El teléfono sonó justo cuando el padre David colocaba los candelabros de plata sobre el altar mayor, preparándose para la misa de mediodía. Miró la pantalla: Hortensia. Contestó con voz suave, casi susurrante, como si temiera molestar a las imágenes sagradas que lo rodeaban.
—¿Padre?
—Hola, Hortensia. ¿Qué ocurre?
—Tengo que hablar con usted.
—Ahora mismo iba a empezar la misa. Por cierto… ¿por qué no has venido?
—La dichosa artritis —suspiró ella, y se oyó el leve crujido de la silla cuando se acomodó.
—Vaya… lo siento.
—Más lo siento yo.
—Bueno, qué querías. ¿Es urgente?
—No, solo será un momento… Los chicos nos han engañado.
El padre frunció el ceño, deteniendo la mano que iba a encender una vela.
—¿Que… nos han engañado?
—Iba a lavar la ropa de Ron, y me he encontrado una cosa bastante curiosa en uno de sus bolsillos.
—¿Y qué es?
—Una partida de nacimiento.
—¿Qué tiene eso de curioso?
—Es una partida de nacimiento del Estado de Texas. Nuestro chico se llama Ronald Ferguson y es ciudadano americano.

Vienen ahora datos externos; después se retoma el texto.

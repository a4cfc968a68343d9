//! Tests for plan construction, visit timing and plan-wide queries.

use std::sync::Arc;

use routeforge_core::{HardSoftScore, PlanningSolution, RoutingError};

use crate::test_utils::{brno_plan, HOUR, LOCATION_1, LOCATION_2, LOCATION_3};
use crate::{
    DrivingTimeCalculator, HaversineDrivingTimeCalculator, Location, RoutePlan, Vehicle, Visit,
};

fn late_visit(arrival: i64) -> Visit {
    let mut visit = Visit::new("1", "A", LOCATION_2)
        .with_time_window(8 * HOUR, 10 * HOUR)
        .with_service_duration(1800);
    visit.arrival_time = Some(arrival);
    visit
}

#[test]
fn test_visit_timing() {
    let early = late_visit(7 * HOUR);
    assert_eq!(early.start_service_time(), Some(8 * HOUR));
    assert_eq!(early.departure_time(), Some(8 * HOUR + 1800));
    assert!(!early.is_service_finished_after_max_end_time());

    let unplaced = Visit::new("2", "B", LOCATION_2);
    assert_eq!(unplaced.start_service_time(), None);
    assert_eq!(unplaced.departure_time(), None);
    assert_eq!(unplaced.service_finished_delay_in_minutes(), 0);
}

#[test]
fn test_service_delay_minutes() {
    // 09:45 arrival + 30 minutes of service ends 15 minutes after 10:00.
    let visit = late_visit(9 * HOUR + 45 * 60);
    assert!(visit.is_service_finished_after_max_end_time());
    assert_eq!(visit.service_finished_delay_in_minutes(), 15);

    assert_eq!(late_visit(9 * HOUR + 45 * 60 + 29).service_finished_delay_in_minutes(), 15);
    assert_eq!(late_visit(9 * HOUR + 45 * 60 + 30).service_finished_delay_in_minutes(), 16);

    // Finishing exactly on time is not late.
    let on_time = late_visit(9 * HOUR + 30 * 60);
    assert!(!on_time.is_service_finished_after_max_end_time());
    assert_eq!(on_time.service_finished_delay_in_minutes(), 0);
}

#[test]
fn test_construction_links_preassigned_routes() {
    let plan = brno_plan();

    plan.validate().unwrap();
    assert_eq!(plan.name, "brno");
    assert_eq!(plan.vehicles().len(), 2);
    assert_eq!(plan.visits().len(), 3);
    assert_eq!(plan.matrix().len(), 3);
    assert_eq!(plan.unassigned_visits().collect::<Vec<_>>(), vec![2]);
    assert!(!plan.is_initialized());
}

#[test]
fn test_construction_rejects_unknown_location() {
    let calculator = HaversineDrivingTimeCalculator::default();
    let matrix = Arc::new(calculator.build_matrix(&[LOCATION_1, LOCATION_2]));
    let vehicles = vec![Vehicle::new("1", 10, LOCATION_1, 0)];
    let visits = vec![Visit::new("2", "Paul", LOCATION_3)];

    let err = RoutePlan::new("missing", vehicles, visits, matrix).unwrap_err();
    assert!(matches!(err, RoutingError::MissingRouteData { .. }));
}

#[test]
fn test_construction_rejects_bad_preassignment() {
    let calculator = HaversineDrivingTimeCalculator::default();
    let visits = || vec![Visit::new("2", "John", LOCATION_2)];

    let twice = vec![Vehicle::new("1", 10, LOCATION_1, 0).with_visits(vec![0, 0])];
    let err = RoutePlan::with_calculator("twice", twice, visits(), &calculator).unwrap_err();
    assert!(matches!(err, RoutingError::IllegalMove(_)));

    let shared = vec![
        Vehicle::new("1", 10, LOCATION_1, 0).with_visits(vec![0]),
        Vehicle::new("2", 10, LOCATION_1, 0).with_visits(vec![0]),
    ];
    assert!(RoutePlan::with_calculator("shared", shared, visits(), &calculator).is_err());

    let unknown = vec![Vehicle::new("1", 10, LOCATION_1, 0).with_visits(vec![4])];
    assert!(RoutePlan::with_calculator("unknown", unknown, visits(), &calculator).is_err());
}

#[test]
fn test_total_demand() {
    let plan = brno_plan();
    assert_eq!(plan.total_demand(0), 120);
    assert_eq!(plan.total_demand(1), 0);
    assert_eq!(plan.vehicle(0).unwrap().total_demand(plan.visits()), 120);
}

#[test]
fn test_driving_times() {
    let mut plan = brno_plan();

    assert_eq!(plan.total_driving_time_seconds(0), 843 + 639 + 941);
    assert_eq!(plan.total_driving_time_seconds(1), 0);
    assert_eq!(plan.total_driving_time(), 2423);
    assert_eq!(plan.driving_time_from_previous_standstill(0), Some(843));
    assert_eq!(plan.driving_time_from_previous_standstill(1), Some(639));
    assert_eq!(plan.driving_time_from_previous_standstill(2), None);

    plan.insert(1, 0, 2).unwrap();
    assert_eq!(plan.total_driving_time_seconds(1), 2 * 941);
    assert_eq!(plan.total_driving_time(), 2423 + 2 * 941);
}

#[test]
fn test_bounding_box() {
    let plan = brno_plan();
    let bounds = plan.bounding_box().unwrap();

    assert_eq!(
        bounds.south_west_corner,
        Location::new(LOCATION_3.latitude, LOCATION_3.longitude)
    );
    assert_eq!(
        bounds.north_east_corner,
        Location::new(LOCATION_1.latitude, LOCATION_2.longitude)
    );
}

#[test]
fn test_empty_plan() {
    let plan = RoutePlan::with_calculator(
        "empty",
        Vec::new(),
        Vec::new(),
        &HaversineDrivingTimeCalculator::default(),
    )
    .unwrap();

    assert!(plan.bounding_box().is_none());
    assert!(plan.is_initialized());
    assert_eq!(plan.total_driving_time(), 0);
}

#[test]
fn test_score_slot() {
    let mut plan = brno_plan();
    assert_eq!(plan.score(), None);

    plan.set_score(Some(HardSoftScore::of(0, -2423)));
    assert_eq!(plan.score(), Some(HardSoftScore::of(0, -2423)));
}

#[test]
fn test_validate_detects_stale_links() {
    let mut plan = brno_plan();
    plan.visits[2].vehicle = Some(1);

    let err = plan.validate().unwrap_err();
    assert!(matches!(err, RoutingError::InvariantViolation(_)));
}

#[test]
fn test_recalculate_arrival_times_repairs_stale_values() {
    let mut plan = brno_plan();
    let expected = plan.arrival_times();
    plan.visits[0].arrival_time = Some(0);
    plan.visits[2].arrival_time = Some(HOUR);

    plan.recalculate_arrival_times(&mut routeforge_core::NoopListener)
        .unwrap();

    assert_eq!(plan.arrival_times(), expected);
    assert_eq!(plan.arrival_times(), plan.calculate_arrival_times());
}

—No puede ser —respondió, casi en el acto. El sacerdote se quedó inmóvil y el silencio se estiró varios segundos.
—Créame que lo es.
—No habla inglés ni español. De eso estoy seguro. Lo que sabe de nuestro idioma lo aprendió en su país.
—En eso le doy la razón. Lo que sabe de inglés lo aprendió en el lugar del que vino... que no es Ucrania, pues tampoco habla ucraniano. Ni él ni la chica. Solo saben hablar el idioma ese tan raro. Ya me dirá usted de dónde han salido estos dos.